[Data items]
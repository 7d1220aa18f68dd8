//! Integer cell coordinates and cube-shaped coordinate ranges.

use nalgebra::{Point3, Vector3};

/// A discrete 3D coordinate identifying one cell of the grid.
///
/// Uses `i32` components so the grid can grow in every direction from its
/// origin; cells are cubes of edge [`GridSemantics::CELL_SIZE`] centered on
/// `origin + coord * CELL_SIZE`.
///
/// [`GridSemantics::CELL_SIZE`]: crate::GridSemantics::CELL_SIZE
///
/// # Example
///
/// ```
/// use sparse_grid::CellCoord;
///
/// let coord = CellCoord::new(1, -2, 3);
/// assert_eq!(coord.x, 1);
/// assert_eq!(coord + CellCoord::new(0, 2, 0), CellCoord::new(1, 0, 3));
/// ```
#[derive(Debug, Clone, Copy, PartialEq, Eq, Hash, Default)]
#[cfg_attr(feature = "serde", derive(serde::Serialize, serde::Deserialize))]
pub struct CellCoord {
    /// X coordinate.
    pub x: i32,
    /// Y coordinate.
    pub y: i32,
    /// Z coordinate.
    pub z: i32,
}

impl CellCoord {
    /// Creates a new cell coordinate.
    #[must_use]
    pub const fn new(x: i32, y: i32, z: i32) -> Self {
        Self { x, y, z }
    }

    /// The coordinate at the grid origin, `(0, 0, 0)`.
    #[must_use]
    pub const fn origin() -> Self {
        Self::new(0, 0, 0)
    }

    /// Returns the coordinate as an array.
    #[must_use]
    pub const fn as_array(self) -> [i32; 3] {
        [self.x, self.y, self.z]
    }

    /// Converts to a floating-point point.
    #[must_use]
    pub fn to_point(self) -> Point3<f64> {
        Point3::new(f64::from(self.x), f64::from(self.y), f64::from(self.z))
    }

    /// Converts to a floating-point vector.
    #[must_use]
    pub fn to_vector(self) -> Vector3<f64> {
        Vector3::new(f64::from(self.x), f64::from(self.y), f64::from(self.z))
    }
}

impl From<(i32, i32, i32)> for CellCoord {
    fn from((x, y, z): (i32, i32, i32)) -> Self {
        Self::new(x, y, z)
    }
}

impl From<[i32; 3]> for CellCoord {
    fn from([x, y, z]: [i32; 3]) -> Self {
        Self::new(x, y, z)
    }
}

impl std::ops::Add for CellCoord {
    type Output = Self;

    fn add(self, other: Self) -> Self {
        Self::new(
            self.x.wrapping_add(other.x),
            self.y.wrapping_add(other.y),
            self.z.wrapping_add(other.z),
        )
    }
}

impl std::ops::Sub for CellCoord {
    type Output = Self;

    fn sub(self, other: Self) -> Self {
        Self::new(
            self.x.wrapping_sub(other.x),
            self.y.wrapping_sub(other.y),
            self.z.wrapping_sub(other.z),
        )
    }
}

impl std::ops::Neg for CellCoord {
    type Output = Self;

    fn neg(self) -> Self {
        Self::new(
            self.x.wrapping_neg(),
            self.y.wrapping_neg(),
            self.z.wrapping_neg(),
        )
    }
}

/// The cube of integer offsets `[-step, +step]³` around an optional center.
///
/// Covers `(2·step + 1)³` coordinates. Iteration order is x-fastest, then y,
/// then z, which both query engines rely on for reproducible enumeration.
///
/// # Example
///
/// ```
/// use sparse_grid::{CellCoord, CellRange};
///
/// let range = CellRange::new(1);
/// assert_eq!(range.count(), 27);
/// assert_eq!(range.into_iter().next(), Some(CellCoord::new(-1, -1, -1)));
///
/// let shifted: Vec<_> = CellRange::new(0).offset(CellCoord::new(5, 5, 5)).into_iter().collect();
/// assert_eq!(shifted, vec![CellCoord::new(5, 5, 5)]);
/// ```
#[derive(Debug, Clone, Copy)]
pub struct CellRange {
    step: CellCoord,
    offset: CellCoord,
}

impl CellRange {
    /// Creates a range extending `step` cells from the center on every axis.
    #[must_use]
    pub const fn new(step: i32) -> Self {
        let step = step.abs();
        Self {
            step: CellCoord::new(step, step, step),
            offset: CellCoord::origin(),
        }
    }

    /// Creates a range with a per-axis extent.
    #[must_use]
    pub const fn with_steps(step: CellCoord) -> Self {
        Self {
            step: CellCoord::new(step.x.abs(), step.y.abs(), step.z.abs()),
            offset: CellCoord::origin(),
        }
    }

    /// Centers the range on `offset` instead of the origin.
    #[must_use]
    pub const fn offset(mut self, offset: CellCoord) -> Self {
        self.offset = offset;
        self
    }

    /// Total number of coordinates in the range.
    #[must_use]
    pub fn count(&self) -> usize {
        let per_axis = |step: i32| (step as usize) * 2 + 1;
        per_axis(self.step.x) * per_axis(self.step.y) * per_axis(self.step.z)
    }
}

impl IntoIterator for CellRange {
    type Item = CellCoord;
    type IntoIter = CellRangeIter;

    fn into_iter(self) -> Self::IntoIter {
        CellRangeIter {
            range: self,
            current: Some(CellCoord::new(-self.step.x, -self.step.y, -self.step.z)),
        }
    }
}

/// Iterator over the coordinates of a [`CellRange`].
#[derive(Debug, Clone)]
pub struct CellRangeIter {
    range: CellRange,
    current: Option<CellCoord>,
}

impl Iterator for CellRangeIter {
    type Item = CellCoord;

    fn next(&mut self) -> Option<Self::Item> {
        let current = self.current?;
        let step = self.range.step;

        let mut next = current;
        next.x += 1;
        if next.x > step.x {
            next.x = -step.x;
            next.y += 1;
            if next.y > step.y {
                next.y = -step.y;
                next.z += 1;
                if next.z > step.z {
                    self.current = None;
                    return Some(current + self.range.offset);
                }
            }
        }
        self.current = Some(next);

        Some(current + self.range.offset)
    }

    fn size_hint(&self) -> (usize, Option<usize>) {
        let remaining = self.current.map_or(0, |current| {
            let step = self.range.step;
            let size_x = (step.x as usize) * 2 + 1;
            let size_y = (step.y as usize) * 2 + 1;
            let rem_x = (step.x - current.x) as usize + 1;
            let rem_y = (step.y - current.y) as usize;
            let rem_z = (step.z - current.z) as usize;
            rem_x + rem_y * size_x + rem_z * size_x * size_y
        });
        (remaining, Some(remaining))
    }
}

impl ExactSizeIterator for CellRangeIter {}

» Directions:
No line may be left out; the records are to be transcribed in full.

» Your response:
repository 7d1220aa18f68dd8
//! Integer cell coordinates and cube-shaped coordinate ranges.

use nalgebra::{Point3, Vector3};

/// A discrete 3D coordinate identifying one cell of the grid.
///
/// Uses `i32` components so the grid can grow in every direction from its
/// origin; cells are cubes of edge [`GridSemantics::CELL_SIZE`] centered on
/// `origin + coord * CELL_SIZE`.
///
/// [`GridSemantics::CELL_SIZE`]: crate::GridSemantics::CELL_SIZE
///
/// # Example
///
/// ```
/// use sparse_grid::CellCoord;
///
/// let coord = CellCoord::new(1, -2, 3);
/// assert_eq!(coord.x, 1);
/// assert_eq!(coord + CellCoord::new(0, 2, 0), CellCoord::new(1, 0, 3));
/// ```
#[derive(Debug, Clone, Copy, PartialEq, Eq, Hash, Default)]
#[cfg_attr(feature = "serde", derive(serde::Serialize, serde::Deserialize))]
pub struct CellCoord {
    /// X coordinate.
    pub x: i32,
    /// Y coordinate.
    pub y: i32,
    /// Z coordinate.
    pub z: i32,
}

impl CellCoord {
    /// Creates a new cell coordinate.
    #[must_use]
    pub const fn new(x: i32, y: i32, z: i32) -> Self {
        Self { x, y, z }
    }

    /// The coordinate at the grid origin, `(0, 0, 0)`.
    #[must_use]
    pub const fn origin() -> Self {
        Self::new(0, 0, 0)
    }

    /// Returns the coordinate as an array.
    #[must_use]
    pub const fn as_array(self) -> [i32; 3] {
        [self.x, self.y, self.z]
    }

    /// Converts to a floating-point point.
    #[must_use]
    pub fn to_point(self) -> Point3<f64> {
        Point3::new(f64::from(self.x), f64::from(self.y), f64::from(self.z))
    }

    /// Converts to a floating-point vector.
    #[must_use]
    pub fn to_vector(self) -> Vector3<f64> {
        Vector3::new(f64::from(self.x), f64::from(self.y), f64::from(self.z))
    }
}

impl From<(i32, i32, i32)> for CellCoord {
    fn from((x, y, z): (i32, i32, i32)) -> Self {
        Self::new(x, y, z)
    }
}

impl From<[i32; 3]> for CellCoord {
    fn from([x, y, z]: [i32; 3]) -> Self {
        Self::new(x, y, z)
    }
}

impl std::ops::Add for CellCoord {
    type Output = Self;

    fn add(self, other: Self) -> Self {
        Self::new(
            self.x.wrapping_add(other.x),
            self.y.wrapping_add(other.y),
            self.z.wrapping_add(other.z),
        )
    }
}

impl std::ops::Sub for CellCoord {
    type Output = Self;

    fn sub(self, other: Self) -> Self {
        Self::new(
            self.x.wrapping_sub(other.x),
            self.y.wrapping_sub(other.y),
            self.z.wrapping_sub(other.z),
        )
    }
}

impl std::ops::Neg for CellCoord {
    type Output = Self;

    fn neg(self) -> Self {
        Self::new(
            self.x.wrapping_neg(),
            self.y.wrapping_neg(),
            self.z.wrapping_neg(),
        )
    }
}

/// The cube of integer offsets `[-step, +step]³` around an optional center.
///
/// Covers `(2·step + 1)³` coordinates. Iteration order is x-fastest, then y,
/// then z, which both query engines rely on for reproducible enumeration.
///
/// # Example
///
/// ```
/// use sparse_grid::{CellCoord, CellRange};
///
/// let range = CellRange::new(1);
/// assert_eq!(range.count(), 27);
/// assert_eq!(range.into_iter().next(), Some(CellCoord::new(-1, -1, -1)));
///
/// let shifted: Vec<_> = CellRange::new(0).offset(CellCoord::new(5, 5, 5)).into_iter().collect();
/// assert_eq!(shifted, vec![CellCoord::new(5, 5, 5)]);
/// ```
#[derive(Debug, Clone, Copy)]
pub struct CellRange {
    step: CellCoord,
    offset: CellCoord,
}

impl CellRange {
    /// Creates a range extending `step` cells from the center on every axis.
    #[must_use]
    pub const fn new(step: i32) -> Self {
        let step = step.abs();
        Self {
            step: CellCoord::new(step, step, step),
            offset: CellCoord::origin(),
        }
    }

    /// Creates a range with a per-axis extent.
    #[must_use]
    pub const fn with_steps(step: CellCoord) -> Self {
        Self {
            step: CellCoord::new(step.x.abs(), step.y.abs(), step.z.abs()),
            offset: CellCoord::origin(),
        }
    }

    /// Centers the range on `offset` instead of the origin.
    #[must_use]
    pub const fn offset(mut self, offset: CellCoord) -> Self {
        self.offset = offset;
        self
    }

    /// Total number of coordinates in the range.
    #[must_use]
    pub fn count(&self) -> usize {
        let per_axis = |step: i32| (step as usize) * 2 + 1;
        per_axis(self.step.x) * per_axis(self.step.y) * per_axis(self.step.z)
    }
}

impl IntoIterator for CellRange {
    type Item = CellCoord;
    type IntoIter = CellRangeIter;

    fn into_iter(self) -> Self::IntoIter {
        CellRangeIter {
            range: self,
            current: Some(CellCoord::new(-self.step.x, -self.step.y, -self.step.z)),
        }
    }
}

/// Iterator over the coordinates of a [`CellRange`].
#[derive(Debug, Clone)]
pub struct CellRangeIter {
    range: CellRange,
    current: Option<CellCoord>,
}

impl Iterator for CellRangeIter {
    type Item = CellCoord;

    fn next(&mut self) -> Option<Self::Item> {
        let current = self.current?;
        let step = self.range.step;

        let mut next = current;
        next.x += 1;
        if next.x > step.x {
            next.x = -step.x;
            next.y += 1;
            if next.y > step.y {
                next.y = -step.y;
                next.z += 1;
                if next.z > step.z {
                    self.current = None;
                    return Some(current + self.range.offset);
                }
            }
        }
        self.current = Some(next);

        Some(current + self.range.offset)
    }

    fn size_hint(&self) -> (usize, Option<usize>) {
        let remaining = self.current.map_or(0, |current| {
            let step = self.range.step;
            let size_x = (step.x as usize) * 2 + 1;
            let size_y = (step.y as usize) * 2 + 1;
            let rem_x = (step.x - current.x) as usize + 1;
            let rem_y = (step.y - current.y) as usize;
            let rem_z = (step.z - current.z) as usize;
            rem_x + rem_y * size_x + rem_z * size_x * size_y
        });
        (remaining, Some(remaining))
    }
}

impl ExactSizeIterator for CellRangeIter {}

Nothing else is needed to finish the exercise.